12 October 2022
MY NEIGHBOUR TOTORO (Barbican Theatre) Review

I first saw the film in the late 1990s, almost 10 years after it first came out.  Everyone loved it, and what’s not to love?  Two young girls, Mei and Satsuki, are moved by their dad from Tokyo to the middle of nowhere in the countryside where their mother is recuperating in the hospital.  Whilst playing in the woods, Mei encounters the spirit of the forest, and things get extra adorable from there on.

It was hard to imagine how the film would translate onto the stage, even with RSC at the helm.  Obviously puppetry would have to be involved, but it was impossible to imagine the scale and the quality of this production.  The set is the stuff of legends (Harry Potter with all its magic pales in comparison), and the puppetry is breathtaking, courtesy of Basil Twist in collaboration with The Jim Henson Company.  And Big Totoro…  the entire audience, old and young alike, squealed with delight at his first appearance.  Aside from there being 3 Totoro creatures (Little, Medium, Big, as is the case in the film), there are at least 4 different versions of Big Totoro.  Because of the size and movement, it was clearly not possible to have just one [creature? puppet? form?] that suited every scene.  Equally delightful was the Cat Bus, although done very different from Totoro(s).  At first I was disappointed, but I can see why it made sense to do it that way.

Although the film is 90 minutes long, the running time for this production is 3 hours (including interval).  It does drag on a bit, at least until Big Totoro appears.  There are a lot of gaps and pauses that are simply unnecessary.  That said, there are also a lot of quietly beautiful moments (such as when flowerbeds appear), but those almost feel not long enough.  The balance between the two seems a little off, and I hope it gets adjusted as the run continues.  The live band and on-stage singer are a lovely touch, but there are a few places where the singing goes on for too long whilst nothing else happens, so it feels a bit like an afterthought to buy time needed to adjust the set.

The acting is fine, but then people won’t be flocking to see this play for the acting.  Mei Mac and Ami Okumura Jones as Mei and Satsuki certainly provide ample energy to keep the audience engaged, especially Mac.  Everyone else does a fine job as supporting cast.

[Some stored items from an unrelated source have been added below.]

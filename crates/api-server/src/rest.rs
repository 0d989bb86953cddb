//! REST API handlers for campaign execution, dispatch and liveness.

use axum::extract::{Multipart, State};
use axum::http::StatusCode;
use axum::Json;
use campaign_channels::CampaignDisperser;
use campaign_core::types::{CampaignReport, DispatchOutcome, DispatchRequest};
use campaign_core::CampaignError;
use campaign_segmentation::SegmentationEngine;
use serde::Serialize;
use std::sync::Arc;
use tracing::{error, info, warn};
use utoipa::ToSchema;

/// Multipart field carrying the customer spreadsheet.
const UPLOAD_FIELD: &str = "file";

/// Shared application state for REST handlers.
#[derive(Clone)]
pub struct AppState {
    pub engine: Arc<SegmentationEngine>,
    pub disperser: Arc<CampaignDisperser>,
}

#[derive(Debug, Serialize, ToSchema)]
pub struct StatusResponse {
    pub status: String,
}

#[derive(Debug, Serialize, ToSchema)]
pub struct ErrorResponse {
    pub error: String,
    pub message: String,
}

/// Documentation shape of the `/execute-campaign` upload.
#[derive(ToSchema)]
#[allow(dead_code)]
pub struct CsvUpload {
    #[schema(value_type = String, format = Binary)]
    file: Vec<u8>,
}

type ApiError = (StatusCode, Json<ErrorResponse>);

fn error_response(status: StatusCode, error: &str, message: impl Into<String>) -> ApiError {
    (
        status,
        Json(ErrorResponse {
            error: error.to_string(),
            message: message.into(),
        }),
    )
}

fn campaign_error_response(err: &CampaignError) -> ApiError {
    if err.is_client_error() {
        warn!(error = %err, "Campaign execution rejected");
        metrics::counter!("api.validation_errors").increment(1);
        error_response(StatusCode::BAD_REQUEST, err.code(), err.to_string())
    } else {
        error!(error = %err, "Campaign execution failed");
        metrics::counter!("api.errors").increment(1);
        error_response(
            StatusCode::INTERNAL_SERVER_ERROR,
            err.code(),
            "Internal processing error",
        )
    }
}

/// GET /: Liveness banner.
#[utoipa::path(
    get,
    path = "/",
    tag = "Operations",
    responses((status = 200, description = "Service is up", body = StatusResponse))
)]
pub async fn status() -> Json<StatusResponse> {
    Json(StatusResponse {
        status: "Backend Running".to_string(),
    })
}

/// GET /health: Same payload as `/`.
#[utoipa::path(
    get,
    path = "/health",
    tag = "Operations",
    responses((status = 200, description = "Service is up", body = StatusResponse))
)]
pub async fn health_check() -> Json<StatusResponse> {
    status().await
}

/// POST /execute-campaign: Segment and score an uploaded customer sheet.
#[utoipa::path(
    post,
    path = "/execute-campaign",
    tag = "Campaigns",
    request_body(content = CsvUpload, content_type = "multipart/form-data"),
    responses(
        (status = 200, description = "Segments computed and cached", body = CampaignReport),
        (status = 400, description = "Upload is malformed or cannot be segmented", body = ErrorResponse),
        (status = 500, description = "Internal processing error", body = ErrorResponse),
    )
)]
pub async fn execute_campaign(
    State(state): State<AppState>,
    mut multipart: Multipart,
) -> Result<Json<CampaignReport>, ApiError> {
    let mut upload = None;
    while let Some(field) = multipart.next_field().await.map_err(|e| {
        error_response(StatusCode::BAD_REQUEST, "malformed_upload", e.body_text())
    })? {
        if field.name() == Some(UPLOAD_FIELD) {
            let bytes = field.bytes().await.map_err(|e| {
                error_response(StatusCode::BAD_REQUEST, "malformed_upload", e.body_text())
            })?;
            upload = Some(bytes);
            break;
        }
    }

    let Some(bytes) = upload else {
        return Err(error_response(
            StatusCode::BAD_REQUEST,
            "malformed_upload",
            format!("multipart field '{UPLOAD_FIELD}' is required"),
        ));
    };
    info!(bytes = bytes.len(), "Customer sheet received");

    let engine = state.engine.clone();
    let result = tokio::task::spawn_blocking(move || engine.execute_csv(&bytes[..]))
        .await
        .map_err(|e| {
            error!(error = %e, "Segmentation task aborted");
            error_response(
                StatusCode::INTERNAL_SERVER_ERROR,
                "internal_error",
                "Internal processing error",
            )
        })?;

    result
        .map(Json)
        .map_err(|e| campaign_error_response(&e))
}

/// POST /send-campaign: Message every allow-listed member of a segment.
#[utoipa::path(
    post,
    path = "/send-campaign",
    tag = "Campaigns",
    request_body = DispatchRequest,
    responses(
        (status = 200, description = "Dispatch report, or a not-found payload for an unknown segment", body = DispatchOutcome),
    )
)]
pub async fn send_campaign(
    State(state): State<AppState>,
    Json(request): Json<DispatchRequest>,
) -> Json<DispatchOutcome> {
    Json(state.disperser.dispatch(&request).await)
}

As a lovely gesture by the production company, Totoro comes out for the curtain call with the actors.  Everyone in the audience was on their feet and simply revelling in joy.

I would definitely see it the second time just for the puppetry if it was shorter.  At 3 hours, I won’t be doing that.

Cheapskate enjoyment value: £10 (for the puppetry).

NOTE: There were a lot of younger viewers in the audience (in fact, Barbican lists this production suitable for children as young as 6 years old at regular performances).  I have my doubts about children that young being able to behave suitably at a 3-hour slog, brilliant puppetry notwithstanding.  Nevermind youngsters, we ended up sat next to a mum with two unruly kids of about 11-13 who talked incessantly at full volume non-stop from curtain-up, and no amount of shushing was going to make them stop or their mum do anything about it.  It got so bad, we complained and were moved by the ushers in the interval (though I do feel terrible for everyone else around those kids who had to sit there for the remainder of the show).  I hope that most children would be far better behaved, but one might have to be prepared for this level of nonsense when considering this production.